Affiliation: Chubu University, Aichi Medical University

Abstract

Malignant melanoma is one of the most aggressive cancers and its incidence worldwide has been increasing at a greater rate than that of any other cancer. We previously reported that constitutively activated RFP-RET-carrying transgenic mice (RET-mice) spontaneously develop malignant melanoma. In this study, we showed that expression levels of intrinsic c-Ret, glial cell line-derived neurotrophic factor (Gdnf) and Gdnf receptor alpha 1 (Gfra1) transcripts in malignant melanomas from RET-transgenic mice were significantly upregulated compared with those in benign melanocytic tumors. These results suggest that not only introduced oncogenic RET but also intrinsic c-Ret/Gdnf are involved in murine melanomagenesis in RET-mice. We then showed that c-RET and GDNF transcript expression levels in human malignant melanoma cell lines (HM3KO and MNT-1) were higher than those in primary cultured normal human epithelial melanocytes (NHEM), while GFRa1 transcript expression levels were comparable among NHEM, HM3KO and MNT-1. We next showed c-RET and GFRa1 protein expression in HM3KO cells and GDNF-mediated increased levels of their phosphorylated c-RET tyrosine kinase and signal transduction molecules (ERK and AKT) sited potentially downstream of c-RET. Taken together with the finding of augmented proliferation of HM3KO cells after GDNF stimulation, our results suggest that GDNF-mediated c-RET kinase activation is associated with the pathogenesis of malignant melanoma.

Highlights

It has recently been reported that the incidence of cutaneous malignant melanoma is increasing at a greater rate than that of any other cancer [1]
We examined whether c-RET/GNDF signaling worked in human malignant melanoma cells
Our results showed that transcript expression levels of c-RET and glial cell line-derived neurotrophic factor (GDNF) in MNT-1 and HM3KO human malignant melanoma were definitely higher than those in normal human epithelial melanocytes (NHEM) cells, while GFRa1 expression levels were comparable in these cells (Figure 4)

Summary

Introduction

It has recently been reported that the incidence of cutaneous malignant melanoma is increasing at a greater rate than that of any other cancer [1]. GDNF, which is structurally related to members of the transforming growth factor- ß (TGF-ß) superfamily, exerts its effect on target cells by binding to a glycosyl phosphatidylinositol (GPI)anchored cell surface protein (GFRa1), which, in turn, recruits the receptor tyrosine kinase c-RET to form a multi-subunit signaling complex.
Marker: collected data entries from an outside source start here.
//! Hub-and-spoke geometry and the distances measured along it.
//!
//! Every analytic location becomes a line to the fixed destination. Lines are
//! exported for an external GIS tool, and the distances it computes come back
//! keyed by person and location. A [`DistanceComputer`] abstracts over that
//! round trip so it can also be done in-process.

use std::collections::BTreeMap;
use std::path::Path;

use geo::{coord, Coord, Distance, Haversine, Line, Point};
use serde::Serialize;
use tracing::{info, warn};

use crate::aggregate::GroupedSummaries;
use crate::config::Destination;
use crate::error::Result;
use crate::identity::PersonId;
use crate::models::{Gender, LocationRecord, Occupation, PersonLocations};
use crate::tables;

#[derive(Debug, Clone, PartialEq)]
pub struct SpatialEdge {
    pub person_id: PersonId,
    pub gender: Gender,
    pub occupation: Occupation,
    pub location: String,
    /// `start` is the mentioned location, `end` the destination; x is
    /// longitude.
    pub line: Line<f64>,
}

impl SpatialEdge {
    pub fn wkt(&self) -> String {
        format!(
            "LINESTRING ({} {}, {} {})",
            self.line.start.x, self.line.start.y, self.line.end.x, self.line.end.y
        )
    }
}

fn is_destination(record: &LocationRecord, origin: Coord<f64>, destination: &Destination) -> bool {
    record.location == destination.name
        || (origin.x == destination.longitude && origin.y == destination.latitude)
}

pub fn build_edges(records: &[LocationRecord], destination: &Destination) -> Vec<SpatialEdge> {
    let hub = coord! { x: destination.longitude, y: destination.latitude };
    let mut without_coordinates = 0usize;

    let edges: Vec<SpatialEdge> = records
        .iter()
        .filter_map(|record| {
            let Some(coordinates) = record.coordinates else {
                without_coordinates += 1;
                return None;
            };
            let origin = coord! { x: coordinates.longitude, y: coordinates.latitude };
            if is_destination(record, origin, destination) {
                return None;
            }
            Some(SpatialEdge {
                person_id: record.person_id.clone(),
                gender: record.gender,
                occupation: record.occupation,
                location: record.location.clone(),
                line: Line::new(origin, hub),
            })
        })
        .collect();

    if without_coordinates > 0 {
        warn!(without_coordinates, "analytic locations without coordinates get no edge");
    }
    info!(edges = edges.len(), destination = %destination.name, "built hub-and-spoke edges");
    edges
}

#[derive(Debug, Serialize)]
pub struct EdgeRow<'a> {
    #[serde(rename = "PersonID")]
    pub person_id: &'a str,
    pub location: &'a str,
    pub origin_lon: f64,
    pub origin_lat: f64,
    pub dest_lon: f64,
    pub dest_lat: f64,
    pub wkt: String,
}

impl<'a> From<&'a SpatialEdge> for EdgeRow<'a> {
    fn from(edge: &'a SpatialEdge) -> Self {
        Self {
            person_id: edge.person_id.as_str(),
            location: &edge.location,
            origin_lon: edge.line.start.x,
            origin_lat: edge.line.start.y,
            dest_lon: edge.line.end.x,
            dest_lat: edge.line.end.y,
            wkt: edge.wkt(),
        }
    }
}

pub fn write_edges(path: &Path, edges: &[SpatialEdge]) -> Result<()> {
    tables::write_rows(path, edges.iter().map(EdgeRow::from))
}

/// Measures an edge. `None` means no distance is known for it.
pub trait DistanceComputer {
    fn distance_km(&self, edge: &SpatialEdge) -> Option<f64>;
}

/// Great-circle length of the edge on a spherical earth.
#[derive(Debug, Clone, Copy, Default)]
pub struct HaversineDistanceComputer;

impl DistanceComputer for HaversineDistanceComputer {
    fn distance_km(&self, edge: &SpatialEdge) -> Option<f64> {
        Some(haversine_km(edge.line.start, edge.line.end))
    }
}

pub fn haversine_km(a: Coord<f64>, b: Coord<f64>) -> f64 {
    Haversine.distance(Point::from(a), Point::from(b)) / 1000.0
}

/// Distances re-imported from the external GIS tool.
#[derive(Debug, Clone, Default)]
pub struct ImportedDistances {
    by_key: BTreeMap<(PersonId, String), f64>,
}

impl ImportedDistances {
    pub fn new(by_key: BTreeMap<(PersonId, String), f64>) -> Self {
        Self { by_key }
    }

    pub fn from_path(path: &Path) -> Result<Self> {
        Ok(Self::new(tables::read_distances(path)?))
    }
}

impl DistanceComputer for ImportedDistances {
    fn distance_km(&self, edge: &SpatialEdge) -> Option<f64> {
        self.by_key
            .get(&(edge.person_id.clone(), edge.location.clone()))
            .copied()
    }
}

#[derive(Debug, Clone, PartialEq)]
pub struct EdgeDistance {
    pub person_id: PersonId,
    pub gender: Gender,
    pub occupation: Occupation,
    pub location: String,
    pub distance_km: f64,
}

/// Keeps only the edges the computer could measure.
pub fn attach_distances(
    edges: &[SpatialEdge],
    computer: &dyn DistanceComputer,
) -> Vec<EdgeDistance> {
    let measured: Vec<EdgeDistance> = edges
        .iter()
        .filter_map(|edge| {
            computer.distance_km(edge).map(|distance_km| EdgeDistance {
                person_id: edge.person_id.clone(),
                gender: edge.gender,
                occupation: edge.occupation,
                location: edge.location.clone(),
                distance_km,
            })
        })
        .collect();

    let missing = edges.len() - measured.len();
    if missing > 0 {
        warn!(missing, "edges without a distance are left out of distance summaries");
    }
    measured
}

/// Mean distance per person, then summarized across groups.
pub fn distance_summaries(distances: &[EdgeDistance]) -> GroupedSummaries {
    let mut per_person: BTreeMap<&PersonId, (Gender, Occupation, f64, usize)> = BTreeMap::new();
    for distance in distances {
        let entry = per_person
            .entry(&distance.person_id)
            .or_insert((distance.gender, distance.occupation, 0.0, 0));
        entry.2 += distance.distance_km;
        entry.3 += 1;
    }

    GroupedSummaries::from_people(
        per_person
            .into_values()
            .map(|(gender, occupation, total, count)| (gender, occupation, total / count as f64)),
    )
}

/// Country of every spatial point, from the external classification.
#[derive(Debug, Clone, Default)]
pub struct CountryTable {
    rows: Vec<(PersonId, String)>,
}

impl CountryTable {
    pub fn new(rows: Vec<(PersonId, String)>) -> Self {
        Self { rows }
    }

    pub fn from_path(path: &Path) -> Result<Self> {
        Ok(Self::new(tables::read_countries(path)?))
    }
}

/// Share of each person's points lying outside `home_country`. People absent
/// from `people` are ignored.
pub fn international_share(
    countries: &CountryTable,
    people: &BTreeMap<PersonId, PersonLocations>,
    home_country: &str,
) -> BTreeMap<PersonId, f64> {
    let mut tallies: BTreeMap<&PersonId, (usize, usize)> = BTreeMap::new();
    for (person_id, country) in &countries.rows {
        if !people.contains_key(person_id) {
            continue;
        }
        let entry = tallies.entry(person_id).or_insert((0, 0));
        entry.1 += 1;
        if !country.eq_ignore_ascii_case(home_country) {
            entry.0 += 1;
        }
    }

    tallies
        .into_iter()
        .map(|(person_id, (abroad, total))| (person_id.clone(), abroad as f64 / total as f64))
        .collect()
}

pub fn international_summaries(
    shares: &BTreeMap<PersonId, f64>,
    people: &BTreeMap<PersonId, PersonLocations>,
) -> GroupedSummaries {
    GroupedSummaries::from_people(shares.iter().filter_map(|(person_id, share)| {
        people
            .get(person_id)
            .map(|person| (person.gender, person.occupation, *share))
    }))
}

#[cfg(test)]
mod tests {
    use super::*;
    use crate::models::Coordinates;
    use approx::assert_relative_eq;

    fn record(name: &str, location: &str, coordinates: Option<(f64, f64)>) -> LocationRecord {
        LocationRecord {
            person_id: PersonId::derive(name, 30),
            gender: Gender::Male,
            occupation: Occupation::Yes,
            location: location.to_string(),
            coordinates: coordinates.map(|(latitude, longitude)| Coordinates {
                latitude,
                longitude,
            }),
            known: true,
            camp: false,
        }
    }

    #[test]
    fn edges_point_at_the_destination() {
        let destination = Destination::default();
        let records = vec![
            record("Amir", "Lahore", Some((31.5204, 74.3587))),
            record("Amir", "Delhi", Some((28.6517178, 77.2219388))),
            record("Amir", "Nowhere", None),
        ];
        let edges = build_edges(&records, &destination);

        assert_eq!(edges.len(), 1);
        let edge = &edges[0];
        assert_eq!(edge.location, "Lahore");
        assert_eq!(edge.line.start, coord! { x: 74.3587, y: 31.5204 });
        assert_eq!(edge.line.end, coord! { x: 77.2219388, y: 28.6517178 });
        assert_eq!(edge.wkt(), "LINESTRING (74.3587 31.5204, 77.2219388 28.6517178)");
    }

    #[test]
    fn destination_matches_by_coordinates_too() {
        let destination = Destination::default();
        let records = vec![record("Amir", "Old Delhi", Some((28.6517178, 77.2219388)))];
        assert!(build_edges(&records, &destination).is_empty());
    }

    #[test]
    fn haversine_lahore_to_delhi() {
        let lahore = coord! { x: 74.3587, y: 31.5204 };
        let delhi = coord! { x: 77.2219388, y: 28.6517178 };
        let km = haversine_km(lahore, delhi);
        assert!((km - 424.0).abs() < 10.0, "got {km}");
        assert_relative_eq!(haversine_km(delhi, delhi), 0.0);
        assert_relative_eq!(haversine_km(lahore, delhi), haversine_km(delhi, lahore));
    }

    #[test]
    fn haversine_computer_measures_in_kilometres() {
        let equator = coord! { x: 0.0, y: 0.0 };
        let one_degree_east = coord! { x: 1.0, y: 0.0 };
        assert_relative_eq!(haversine_km(equator, one_degree_east), 111.195, epsilon = 0.01);

        let edges = build_edges(
            &[record("Amir", "Lahore", Some((31.5204, 74.3587)))],
            &Destination::default(),
        );
        let measured = attach_distances(&edges, &HaversineDistanceComputer);
        assert_eq!(measured.len(), 1);
        assert_relative_eq!(
            measured[0].distance_km,
            haversine_km(edges[0].line.start, edges[0].line.end)
        );
    }

    #[test]
    fn missing_distances_are_excluded_not_zero() {
        let destination = Destination::default();
        let records = vec![
            record("Amir", "Lahore", Some((31.5204, 74.3587))),
            record("Amir", "Amritsar", Some((31.634, 74.8723))),
        ];
        let edges = build_edges(&records, &destination);

        let mut known = BTreeMap::new();
        known.insert((PersonId::derive("Amir", 30), "Lahore".to_string()), 423.0);
        let measured = attach_distances(&edges, &ImportedDistances::new(known));

        assert_eq!(measured.len(), 1);
        assert_eq!(measured[0].distance_km, 423.0);
        let summaries = distance_summaries(&measured);
        assert_eq!(summaries.by_gender[&Gender::Male].mean, 423.0);
    }

    #[test]
    fn distance_summary_averages_per_person_first() {
        let distances = vec![
            EdgeDistance {
                person_id: PersonId::derive("Amir", 30),
                gender: Gender::Male,
                occupation: Occupation::Yes,
                location: "Lahore".to_string(),
                distance_km: 400.0,
            },
            EdgeDistance {
                person_id: PersonId::derive("Amir", 30),
                gender: Gender::Male,
                occupation: Occupation::Yes,
                location: "Karachi".to_string(),
                distance_km: 1000.0,
            },
            EdgeDistance {
                person_id: PersonId::derive("Dev", 45),
                gender: Gender::Male,
                occupation: Occupation::Yes,
                location: "Amritsar".to_string(),
                distance_km: 100.0,
            },
        ];
        let summaries = distance_summaries(&distances);
        let male = &summaries.by_gender[&Gender::Male];

        assert_eq!(male.count, 2);
        assert_relative_eq!(male.mean, 400.0);
    }

    #[test]
    fn international_share_ignores_unknown_people() {
        let amir = PersonId::derive("Amir", 30);
        let mut people = BTreeMap::new();
        people.insert(
            amir.clone(),
            PersonLocations {
                gender: Gender::Male,
                occupation: Occupation::Yes,
                locations: 4,
                camps: 0,
            },
        );
        let countries = CountryTable::new(vec![
            (amir.clone(), "Pakistan".to_string()),
            (amir.clone(), "India".to_string()),
            (amir.clone(), "INDIA".to_string()),
            (amir.clone(), "Bangladesh".to_string()),
            (PersonId::derive("Bibi", 28), "Pakistan".to_string()),
        ]);

        let shares = international_share(&countries, &people, "India");
        assert_eq!(shares.len(), 1);
        assert_relative_eq!(shares[&amir], 0.5);

        let summaries = international_summaries(&shares, &people);
        assert_relative_eq!(summaries.by_gender[&Gender::Male].mean, 0.5);
    }

    #[test]
    fn writes_edges_for_the_gis_tool() {
        let dir = tempfile::tempdir().unwrap();
        let path = dir.path().join("edges.csv");
        let edges = build_edges(
            &[record("Amir", "Lahore", Some((31.5, 74.25)))],
            &Destination::default(),
        );
        write_edges(&path, &edges).unwrap();

        let written = std::fs::read_to_string(&path).unwrap();
        let mut lines = written.lines();
        assert_eq!(
            lines.next(),
            Some("PersonID,location,origin_lon,origin_lat,dest_lon,dest_lat,wkt")
        );
        assert_eq!(
            lines.next(),
            Some("Amir_30,Lahore,74.25,31.5,77.2219388,28.6517178,\"LINESTRING (74.25 31.5, 77.2219388 28.6517178)\"")
        );
    }
}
Formation of this complex results in c-RET autophosphorylation and a cascade of intracellular signaling including the extracellular signal-regulated kinase (ERK) and Akt kinase to regulate cell survival [2,3,4,5,6]. It has been shown that mutationally enhanced activity of cRET kinase caused the development of human carcinomas, including multiple endocrine neoplasia (MEN) and papillary thyroid carcinoma (PTC) [4,8]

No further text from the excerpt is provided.